### Problem description
Below are records; transcribe each one exactly.

[Stored dataset items]
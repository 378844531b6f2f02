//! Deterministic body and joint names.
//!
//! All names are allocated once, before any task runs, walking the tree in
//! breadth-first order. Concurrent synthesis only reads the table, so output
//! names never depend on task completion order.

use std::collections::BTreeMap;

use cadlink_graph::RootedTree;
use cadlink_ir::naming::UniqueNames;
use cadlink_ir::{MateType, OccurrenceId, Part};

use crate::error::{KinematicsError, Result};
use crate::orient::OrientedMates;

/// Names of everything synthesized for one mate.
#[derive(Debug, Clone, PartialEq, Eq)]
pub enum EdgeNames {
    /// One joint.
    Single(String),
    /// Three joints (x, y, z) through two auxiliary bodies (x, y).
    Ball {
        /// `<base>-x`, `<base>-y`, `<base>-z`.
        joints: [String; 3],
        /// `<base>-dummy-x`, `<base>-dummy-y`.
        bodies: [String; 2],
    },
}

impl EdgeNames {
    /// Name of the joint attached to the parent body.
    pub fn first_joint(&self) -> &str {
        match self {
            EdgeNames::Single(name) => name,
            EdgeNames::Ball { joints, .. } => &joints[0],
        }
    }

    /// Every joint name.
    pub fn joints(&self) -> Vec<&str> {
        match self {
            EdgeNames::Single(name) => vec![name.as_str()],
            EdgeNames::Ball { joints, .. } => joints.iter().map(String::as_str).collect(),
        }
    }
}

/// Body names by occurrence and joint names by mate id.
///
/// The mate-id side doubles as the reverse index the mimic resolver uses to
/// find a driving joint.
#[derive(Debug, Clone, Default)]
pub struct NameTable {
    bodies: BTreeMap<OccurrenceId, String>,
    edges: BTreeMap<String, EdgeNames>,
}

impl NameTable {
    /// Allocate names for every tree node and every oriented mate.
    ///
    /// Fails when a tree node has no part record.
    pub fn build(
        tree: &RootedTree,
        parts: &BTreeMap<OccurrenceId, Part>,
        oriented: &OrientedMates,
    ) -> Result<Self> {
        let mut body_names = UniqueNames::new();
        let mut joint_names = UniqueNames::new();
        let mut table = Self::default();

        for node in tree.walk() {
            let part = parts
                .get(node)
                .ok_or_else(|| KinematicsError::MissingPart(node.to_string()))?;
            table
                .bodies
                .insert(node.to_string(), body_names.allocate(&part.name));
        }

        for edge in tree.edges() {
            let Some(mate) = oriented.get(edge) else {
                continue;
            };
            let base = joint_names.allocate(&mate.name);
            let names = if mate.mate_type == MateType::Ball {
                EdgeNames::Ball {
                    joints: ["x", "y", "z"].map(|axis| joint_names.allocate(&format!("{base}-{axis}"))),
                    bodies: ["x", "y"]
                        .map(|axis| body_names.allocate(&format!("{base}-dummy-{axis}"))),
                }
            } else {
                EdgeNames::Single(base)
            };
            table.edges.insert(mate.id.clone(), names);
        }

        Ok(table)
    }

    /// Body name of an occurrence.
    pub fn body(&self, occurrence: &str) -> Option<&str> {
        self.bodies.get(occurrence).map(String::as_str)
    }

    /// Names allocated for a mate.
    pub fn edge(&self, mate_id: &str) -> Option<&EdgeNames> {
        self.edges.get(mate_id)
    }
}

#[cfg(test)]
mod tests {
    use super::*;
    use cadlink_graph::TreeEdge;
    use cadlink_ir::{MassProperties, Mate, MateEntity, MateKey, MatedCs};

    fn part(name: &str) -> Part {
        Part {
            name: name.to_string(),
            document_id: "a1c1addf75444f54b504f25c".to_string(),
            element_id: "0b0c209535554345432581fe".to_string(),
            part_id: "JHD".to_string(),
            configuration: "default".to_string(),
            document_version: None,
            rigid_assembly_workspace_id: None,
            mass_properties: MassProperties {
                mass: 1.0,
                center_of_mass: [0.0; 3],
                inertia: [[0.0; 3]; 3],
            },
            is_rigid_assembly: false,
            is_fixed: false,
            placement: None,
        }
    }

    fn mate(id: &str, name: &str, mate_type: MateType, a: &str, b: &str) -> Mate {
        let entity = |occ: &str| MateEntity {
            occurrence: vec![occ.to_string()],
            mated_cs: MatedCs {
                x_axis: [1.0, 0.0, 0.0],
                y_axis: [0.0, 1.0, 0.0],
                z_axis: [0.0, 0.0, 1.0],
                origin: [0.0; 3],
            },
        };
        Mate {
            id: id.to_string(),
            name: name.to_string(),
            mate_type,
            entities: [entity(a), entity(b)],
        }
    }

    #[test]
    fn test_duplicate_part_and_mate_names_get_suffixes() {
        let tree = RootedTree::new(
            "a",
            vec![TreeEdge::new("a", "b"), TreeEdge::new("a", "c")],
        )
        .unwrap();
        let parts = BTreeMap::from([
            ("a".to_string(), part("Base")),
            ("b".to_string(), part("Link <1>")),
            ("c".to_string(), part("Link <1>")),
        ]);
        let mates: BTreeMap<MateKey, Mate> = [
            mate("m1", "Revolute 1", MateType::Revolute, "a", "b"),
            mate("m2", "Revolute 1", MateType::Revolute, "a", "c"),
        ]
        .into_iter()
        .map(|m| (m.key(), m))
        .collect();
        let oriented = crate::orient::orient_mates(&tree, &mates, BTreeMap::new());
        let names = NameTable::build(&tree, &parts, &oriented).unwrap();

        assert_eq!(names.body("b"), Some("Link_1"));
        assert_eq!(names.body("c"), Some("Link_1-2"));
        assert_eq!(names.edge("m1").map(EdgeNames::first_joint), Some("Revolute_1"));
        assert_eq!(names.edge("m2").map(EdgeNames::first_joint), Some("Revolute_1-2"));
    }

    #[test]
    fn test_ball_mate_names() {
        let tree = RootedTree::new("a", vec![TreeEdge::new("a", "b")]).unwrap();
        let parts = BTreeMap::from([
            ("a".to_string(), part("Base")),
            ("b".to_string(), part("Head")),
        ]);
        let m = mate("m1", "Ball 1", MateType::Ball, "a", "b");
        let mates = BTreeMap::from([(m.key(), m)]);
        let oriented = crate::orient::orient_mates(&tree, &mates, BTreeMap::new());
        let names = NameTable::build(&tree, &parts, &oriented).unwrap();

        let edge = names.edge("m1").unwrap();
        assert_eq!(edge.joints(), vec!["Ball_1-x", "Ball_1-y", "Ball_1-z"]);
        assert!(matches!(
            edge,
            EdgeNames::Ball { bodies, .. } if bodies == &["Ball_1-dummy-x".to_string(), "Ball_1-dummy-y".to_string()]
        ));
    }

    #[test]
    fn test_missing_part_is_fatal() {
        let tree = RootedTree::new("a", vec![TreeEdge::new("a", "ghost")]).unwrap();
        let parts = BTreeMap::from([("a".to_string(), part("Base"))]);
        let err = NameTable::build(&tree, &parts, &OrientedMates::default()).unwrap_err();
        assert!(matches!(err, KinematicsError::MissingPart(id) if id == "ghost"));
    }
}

### Output of the task
repository 378844531b6f2f02
//! Deterministic body and joint names.
//!
//! All names are allocated once, before any task runs, walking the tree in
//! breadth-first order. Concurrent synthesis only reads the table, so output
//! names never depend on task completion order.

use std::collections::BTreeMap;

use cadlink_graph::RootedTree;
use cadlink_ir::naming::UniqueNames;
use cadlink_ir::{MateType, OccurrenceId, Part};

use crate::error::{KinematicsError, Result};
use crate::orient::OrientedMates;

/// Names of everything synthesized for one mate.
#[derive(Debug, Clone, PartialEq, Eq)]
pub enum EdgeNames {
    /// One joint.
    Single(String),
    /// Three joints (x, y, z) through two auxiliary bodies (x, y).
    Ball {
        /// `<base>-x`, `<base>-y`, `<base>-z`.
        joints: [String; 3],
        /// `<base>-dummy-x`, `<base>-dummy-y`.
        bodies: [String; 2],
    },
}

impl EdgeNames {
    /// Name of the joint attached to the parent body.
    pub fn first_joint(&self) -> &str {
        match self {
            EdgeNames::Single(name) => name,
            EdgeNames::Ball { joints, .. } => &joints[0],
        }
    }

    /// Every joint name.
    pub fn joints(&self) -> Vec<&str> {
        match self {
            EdgeNames::Single(name) => vec![name.as_str()],
            EdgeNames::Ball { joints, .. } => joints.iter().map(String::as_str).collect(),
        }
    }
}

/// Body names by occurrence and joint names by mate id.
///
/// The mate-id side doubles as the reverse index the mimic resolver uses to
/// find a driving joint.
#[derive(Debug, Clone, Default)]
pub struct NameTable {
    bodies: BTreeMap<OccurrenceId, String>,
    edges: BTreeMap<String, EdgeNames>,
}

impl NameTable {
    /// Allocate names for every tree node and every oriented mate.
    ///
    /// Fails when a tree node has no part record.
    pub fn build(
        tree: &RootedTree,
        parts: &BTreeMap<OccurrenceId, Part>,
        oriented: &OrientedMates,
    ) -> Result<Self> {
        let mut body_names = UniqueNames::new();
        let mut joint_names = UniqueNames::new();
        let mut table = Self::default();

        for node in tree.walk() {
            let part = parts
                .get(node)
                .ok_or_else(|| KinematicsError::MissingPart(node.to_string()))?;
            table
                .bodies
                .insert(node.to_string(), body_names.allocate(&part.name));
        }

        for edge in tree.edges() {
            let Some(mate) = oriented.get(edge) else {
                continue;
            };
            let base = joint_names.allocate(&mate.name);
            let names = if mate.mate_type == MateType::Ball {
                EdgeNames::Ball {
                    joints: ["x", "y", "z"].map(|axis| joint_names.allocate(&format!("{base}-{axis}"))),
                    bodies: ["x", "y"]
                        .map(|axis| body_names.allocate(&format!("{base}-dummy-{axis}"))),
                }
            } else {
                EdgeNames::Single(base)
            };
            table.edges.insert(mate.id.clone(), names);
        }

        Ok(table)
    }

    /// Body name of an occurrence.
    pub fn body(&self, occurrence: &str) -> Option<&str> {
        self.bodies.get(occurrence).map(String::as_str)
    }

    /// Names allocated for a mate.
    pub fn edge(&self, mate_id: &str) -> Option<&EdgeNames> {
        self.edges.get(mate_id)
    }
}

#[cfg(test)]
mod tests {
    use super::*;
    use cadlink_graph::TreeEdge;
    use cadlink_ir::{MassProperties, Mate, MateEntity, MateKey, MatedCs};

    fn part(name: &str) -> Part {
        Part {
            name: name.to_string(),
            document_id: "a1c1addf75444f54b504f25c".to_string(),
            element_id: "0b0c209535554345432581fe".to_string(),
            part_id: "JHD".to_string(),
            configuration: "default".to_string(),
            document_version: None,
            rigid_assembly_workspace_id: None,
            mass_properties: MassProperties {
                mass: 1.0,
                center_of_mass: [0.0; 3],
                inertia: [[0.0; 3]; 3],
            },
            is_rigid_assembly: false,
            is_fixed: false,
            placement: None,
        }
    }

    fn mate(id: &str, name: &str, mate_type: MateType, a: &str, b: &str) -> Mate {
        let entity = |occ: &str| MateEntity {
            occurrence: vec![occ.to_string()],
            mated_cs: MatedCs {
                x_axis: [1.0, 0.0, 0.0],
                y_axis: [0.0, 1.0, 0.0],
                z_axis: [0.0, 0.0, 1.0],
                origin: [0.0; 3],
            },
        };
        Mate {
            id: id.to_string(),
            name: name.to_string(),
            mate_type,
            entities: [entity(a), entity(b)],
        }
    }

    #[test]
    fn test_duplicate_part_and_mate_names_get_suffixes() {
        let tree = RootedTree::new(
            "a",
            vec![TreeEdge::new("a", "b"), TreeEdge::new("a", "c")],
        )
        .unwrap();
        let parts = BTreeMap::from([
            ("a".to_string(), part("Base")),
            ("b".to_string(), part("Link <1>")),
            ("c".to_string(), part("Link <1>")),
        ]);
        let mates: BTreeMap<MateKey, Mate> = [
            mate("m1", "Revolute 1", MateType::Revolute, "a", "b"),
            mate("m2", "Revolute 1", MateType::Revolute, "a", "c"),
        ]
        .into_iter()
        .map(|m| (m.key(), m))
        .collect();
        let oriented = crate::orient::orient_mates(&tree, &mates, BTreeMap::new());
        let names = NameTable::build(&tree, &parts, &oriented).unwrap();

        assert_eq!(names.body("b"), Some("Link_1"));
        assert_eq!(names.body("c"), Some("Link_1-2"));
        assert_eq!(names.edge("m1").map(EdgeNames::first_joint), Some("Revolute_1"));
        assert_eq!(names.edge("m2").map(EdgeNames::first_joint), Some("Revolute_1-2"));
    }

    #[test]
    fn test_ball_mate_names() {
        let tree = RootedTree::new("a", vec![TreeEdge::new("a", "b")]).unwrap();
        let parts = BTreeMap::from([
            ("a".to_string(), part("Base")),
            ("b".to_string(), part("Head")),
        ]);
        let m = mate("m1", "Ball 1", MateType::Ball, "a", "b");
        let mates = BTreeMap::from([(m.key(), m)]);
        let oriented = crate::orient::orient_mates(&tree, &mates, BTreeMap::new());
        let names = NameTable::build(&tree, &parts, &oriented).unwrap();

        let edge = names.edge("m1").unwrap();
        assert_eq!(edge.joints(), vec!["Ball_1-x", "Ball_1-y", "Ball_1-z"]);
        assert!(matches!(
            edge,
            EdgeNames::Ball { bodies, .. } if bodies == &["Ball_1-dummy-x".to_string(), "Ball_1-dummy-y".to_string()]
        ));
    }

    #[test]
    fn test_missing_part_is_fatal() {
        let tree = RootedTree::new("a", vec![TreeEdge::new("a", "ghost")]).unwrap();
        let parts = BTreeMap::from([("a".to_string(), part("Base"))]);
        let err = NameTable::build(&tree, &parts, &OrientedMates::default()).unwrap_err();
        assert!(matches!(err, KinematicsError::MissingPart(id) if id == "ghost"));
    }
}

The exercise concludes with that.